I’ve been in dire straits before, hell I used to sell The Big Issue many years ago and get food from skips as standard. We will come through this.

I’m learning the power of true friendships, the generosity of others means the world. I’m learning to focus on the positives. I’m learning to take some time to relax, despite the huge pressure to bring in any money. I’m learning to ask for help.

I could focus on the things I miss, and there are many, but I’m trying to focus on the things we have instead. We have our health, a roof over our heads, a small outdoor space to escape to on a sunny day (and this really has been a lifeline) and I’m a pretty good cook so I can turn a group of random ingredients into a meal for two.
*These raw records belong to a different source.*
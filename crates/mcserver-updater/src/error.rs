// Copyright (c) 2025 SOLARE S.R.O.
//
// This file is part of FluxION.
//
// Licensed under the Creative Commons Attribution-NonCommercial-NoDerivatives 4.0 International
// (CC BY-NC-ND 4.0). You may use and share this file for non-commercial purposes only and you may not
// create derivatives. See <https://creativecommons.org/licenses/by-nc-nd/4.0/>.
//
// This software is provided "AS IS", without warranty of any kind.
//
// For commercial licensing, please contact: info@solare.cz

//! Error types for the updater crate

use std::path::PathBuf;
use thiserror::Error;

#[derive(Debug, Error)]
pub enum UpdaterError {
    /// Transport failure (DNS, connect, timeout, non-success status) on any fetch
    #[error("network error while {stage}: {message}")]
    Network { stage: &'static str, message: String },

    /// Manifest or detail payload was not valid JSON of the expected shape
    #[error("failed to parse {document}: {source}")]
    Parse {
        document: &'static str,
        #[source]
        source: serde_json::Error,
    },

    #[error("version {0} not found in version manifest")]
    VersionNotFound(String),

    /// Detail payload has no `downloads.server` record
    #[error("version detail for {version} is missing the server download: {reason}")]
    MalformedDetail { version: String, reason: String },

    #[error("downloaded server file failed validation: expected {expected}, got {actual}")]
    VerificationFailed { expected: String, actual: String },

    #[error("persistence error on {}: {source}", path.display())]
    Persistence {
        path: PathBuf,
        #[source]
        source: std::io::Error,
    },

    #[error("usage error: {0}")]
    Usage(String),

    #[error("config error: {0}")]
    Config(String),
}

impl UpdaterError {
    pub(crate) fn network(stage: &'static str, err: impl std::fmt::Display) -> Self {
        Self::Network {
            stage,
            message: err.to_string(),
        }
    }

    pub(crate) fn persistence(path: impl Into<PathBuf>, source: std::io::Error) -> Self {
        Self::Persistence {
            path: path.into(),
            source,
        }
    }

    /// Process exit status reported to the orchestrator
    pub fn exit_code(&self) -> u8 {
        1
    }
}

pub type Result<T> = std::result::Result<T, UpdaterError>;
I am so very thankful that this has not happened in winter as there’s NO WAY we’d be able to heat the cottage, which stays cold even on the hottest of days. I have some income, not enough to cover bills, but enough to buy us food once a month and milk as we go. I have amazing friends and family…and I have wine.

So why am I writing all of this down? Well I wanted to let you know that you are not alone. Reach out, ask for help. I don’t have much but I will happily share what I do have, so if you need anything and you are local just drop me a message. If you just want someone to chat to, if you need a rant or a giggle, if you need recipe ideas, or if you’d like me to make you a loaf of bread, please, drop me a message. We will get through this, together.